In schizophrenia, MDs should target pot use: study
Smoking pot may be linked to worsening schizophrenia, according to a new study.
Researchers say the results also suggest that among those likely to develop the disease, those who use marijuana may get the disease earlier in life than those who don’t.
The findings don’t prove that smoking marijuana causes schizophrenia, and the study only looked at people who already had the disease. But, “smoking marijuana may have hastened whatever process was going to happen anyway,” Daniel Foti, a PhD student at Stony Brook University on New York’s Long Island and the lead author on the study, told Reuters Health.
Patients suffering from schizophrenia - about one percent of the population - often hear or see things that don’t exist, or are convinced others are out to get them.
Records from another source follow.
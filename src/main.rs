// src/main.rs

//! The main entry point for the respgate binary.

use anyhow::Result;
use respgate::config::Config;
use respgate::server;
use std::env;
use tracing::{error, info};
use tracing_subscriber::{filter::EnvFilter, prelude::*};

#[tokio::main]
async fn main() -> Result<()> {
    const VERSION: &str = env!("CARGO_PKG_VERSION");

    let args: Vec<String> = env::args().collect();

    if args.contains(&"--version".to_string()) {
        println!("respgate version {VERSION}");
        return Ok(());
    }

    // The configuration path comes from --config, defaulting to "config.toml".
    let config_path = args
        .iter()
        .position(|arg| arg == "--config")
        .and_then(|i| args.get(i + 1))
        .map(|s| s.as_str())
        .unwrap_or("config.toml");

    let mut config = match Config::from_file(config_path) {
        Ok(cfg) => cfg,
        Err(e) => {
            eprintln!("Failed to load configuration from \"{config_path}\": {e:#}");
            std::process::exit(1);
        }
    };

    if let Some(port_index) = args.iter().position(|arg| arg == "--port") {
        match args.get(port_index + 1).map(|s| s.parse::<u16>()) {
            Some(Ok(port)) if port != 0 => config.port = port,
            Some(_) => {
                eprintln!("Invalid port number: {}", args[port_index + 1]);
                std::process::exit(1);
            }
            None => {
                eprintln!("--port flag requires a value");
                std::process::exit(1);
            }
        }
    }

    let log_level = env::var("RUST_LOG").unwrap_or_else(|_| config.log_level.clone());
    tracing_subscriber::registry()
        .with(EnvFilter::new(log_level))
        .with(
            tracing_subscriber::fmt::layer()
                .compact()
                .with_ansi(true),
        )
        .init();

    info!("Starting respgate {VERSION}.");
    if let Err(e) = server::run(config).await {
        error!("Gateway runtime error: {:#}", e);
        return Err(e);
    }
    Ok(())
}
// src/core/protocol/mod.rs

pub mod frame_reader;
pub mod resp_frame;
pub use frame_reader::{RawCommand, RawReply, read_command, read_reply};
pub use resp_frame::{RespFrame, RespFrameCodec};
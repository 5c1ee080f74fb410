// src/core/errors.rs

//! Defines the primary error type for the gateway.

use std::sync::Arc;
use thiserror::Error;

/// The main error enum, representing every way a session can fail.
/// Using `thiserror` allows for clean error definitions and automatic `From` trait implementations.
#[derive(Error, Debug)]
pub enum GatewayError {
    #[error("IO Error: {0}")]
    Io(Arc<std::io::Error>),

    /// Malformed or truncated framing while reading a client command.
    #[error("Protocol error: {0}")]
    Protocol(String),

    /// The upstream server could not be reached.
    #[error("Upstream unavailable: {0}")]
    UpstreamUnavailable(String),

    /// The upstream sent a reply that could not be framed.
    #[error("Upstream protocol error: {0}")]
    UpstreamProtocol(String),

    /// A read or write failed on either side while relaying.
    #[error("Relay IO error: {0}")]
    RelayIo(String),

    /// A handshake round-trip exceeded the configured bound.
    #[error("Handshake timed out while {0}")]
    HandshakeTimeout(&'static str),

    /// The hidden database selection for a tenant did not succeed.
    #[error("Tenant database selection failed: {0}")]
    TenantSelectFailed(String),

    /// The process-wide shutdown signal interrupted the session.
    #[error("Gateway is shutting down")]
    ShuttingDown,

    #[error("Internal Error: {0}")]
    Internal(String),
}

impl GatewayError {
    /// The error reply sent to the client when this error is surfaced before closing,
    /// or `None` when the session should close silently.
    ///
    /// Only failures to reach the upstream are ever reported; everything else the
    /// client sees comes verbatim from the upstream.
    pub fn client_reply(&self) -> Option<String> {
        match self {
            GatewayError::UpstreamUnavailable(_) => {
                Some("ERR upstream unavailable".to_string())
            }
            GatewayError::HandshakeTimeout(_) => Some("ERR upstream timed out".to_string()),
            _ => None,
        }
    }
}

// Manual implementation of Clone because `std::io::Error` is not cloneable.
impl Clone for GatewayError {
    fn clone(&self) -> Self {
        match self {
            GatewayError::Io(e) => GatewayError::Io(Arc::clone(e)),
            GatewayError::Protocol(s) => GatewayError::Protocol(s.clone()),
            GatewayError::UpstreamUnavailable(s) => GatewayError::UpstreamUnavailable(s.clone()),
            GatewayError::UpstreamProtocol(s) => GatewayError::UpstreamProtocol(s.clone()),
            GatewayError::RelayIo(s) => GatewayError::RelayIo(s.clone()),
            GatewayError::HandshakeTimeout(s) => GatewayError::HandshakeTimeout(s),
            GatewayError::TenantSelectFailed(s) => GatewayError::TenantSelectFailed(s.clone()),
            GatewayError::ShuttingDown => GatewayError::ShuttingDown,
            GatewayError::Internal(s) => GatewayError::Internal(s.clone()),
        }
    }
}

impl PartialEq for GatewayError {
    fn eq(&self, other: &Self) -> bool {
        match (self, other) {
            (GatewayError::Io(e1), GatewayError::Io(e2)) => e1.to_string() == e2.to_string(),
            (GatewayError::Protocol(s1), GatewayError::Protocol(s2)) => s1 == s2,
            (GatewayError::UpstreamUnavailable(s1), GatewayError::UpstreamUnavailable(s2)) => {
                s1 == s2
            }
            (GatewayError::UpstreamProtocol(s1), GatewayError::UpstreamProtocol(s2)) => s1 == s2,
            (GatewayError::RelayIo(s1), GatewayError::RelayIo(s2)) => s1 == s2,
            (GatewayError::HandshakeTimeout(s1), GatewayError::HandshakeTimeout(s2)) => s1 == s2,
            (GatewayError::TenantSelectFailed(s1), GatewayError::TenantSelectFailed(s2)) => {
                s1 == s2
            }
            (GatewayError::Internal(s1), GatewayError::Internal(s2)) => s1 == s2,
            (GatewayError::ShuttingDown, GatewayError::ShuttingDown) => true,
            _ => false,
        }
    }
}

// --- From trait implementations for easy error conversion ---

impl From<std::io::Error> for GatewayError {
    fn from(e: std::io::Error) -> Self {
        GatewayError::Io(Arc::new(e))
    }
}

impl From<String> for GatewayError {
    fn from(s: String) -> Self {
        GatewayError::Internal(s)
    }
}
Previous research has shown that people who smoke marijuana may be more likely to develop schizophrenia than people who don’t use drugs.
This study suggests that doctors treating schizophrenia should make marijuana use one focus of their treatment, the authors write.
The researchers followed 229 patients with schizophrenia for ten years after they were first admitted to a psychiatric hospital. They compared the patients’ use of marijuana - both recently and over their lifetimes - with how old they were when their symptoms started and how severe those symptoms currently were. The study was published online May 17 in the American Journal of Psychiatry.
Close to two-thirds of the patients had smoked marijuana at some time in their lives. Patients who had used marijuana before being hospitalized for schizophrenia had worse symptoms of psychosis than patients who hadn’t at the time they were admitted. They were also admitted at a younger age.
Researchers also found that changes in how much marijuana a patient smoked were linked with how bad that patient’s psychotic symptoms were. The link worked in both directions: patients whose symptoms had recently gotten worse reported smoking more marijuana the next time they were interviewed, and patients who started smoking more then began having worse symptoms.
Patients whose symptoms had recently gotten better generally reported smoking less marijuana at their next interview.
“There is a large and accumulating body of evidence that cannabis use and abuse can trigger the onset of psychosis,” Dr. Dolores Malaspina, a psychiatrist at New York University who was not involved in the research, told Reuters Health in an email. This may be particularly true in teenagers, whose brains are still maturing, she said.
“This study and other research shows that cannabis abuse in the early illness can also have a lasting effect on the course of the psychiatric disorder, even when people become drug-free.”
It’s hard to know what might cause the link between marijuana use and schizophrenia symptoms, Dr. Stephen Eggan, a neuroscientist at the University of Pittsburgh, told Reuters Health. “At this point it’s too early to say exactly what’s happening,” he said.
Still, Foti and his colleagues report that the link could nonetheless help certain people with schizophrenia - that by encouraging them to stop smoking marijuana, doctors might be able to help patients improve their symptoms.
The patients with the most severe symptoms, Foti said, “may be the ones that might highly benefit from intervention with drug use specifically.” If the aim is limiting psychotic symptoms, he said, “it seems that reducing or stopping marijuana use may be one avenue towards that.”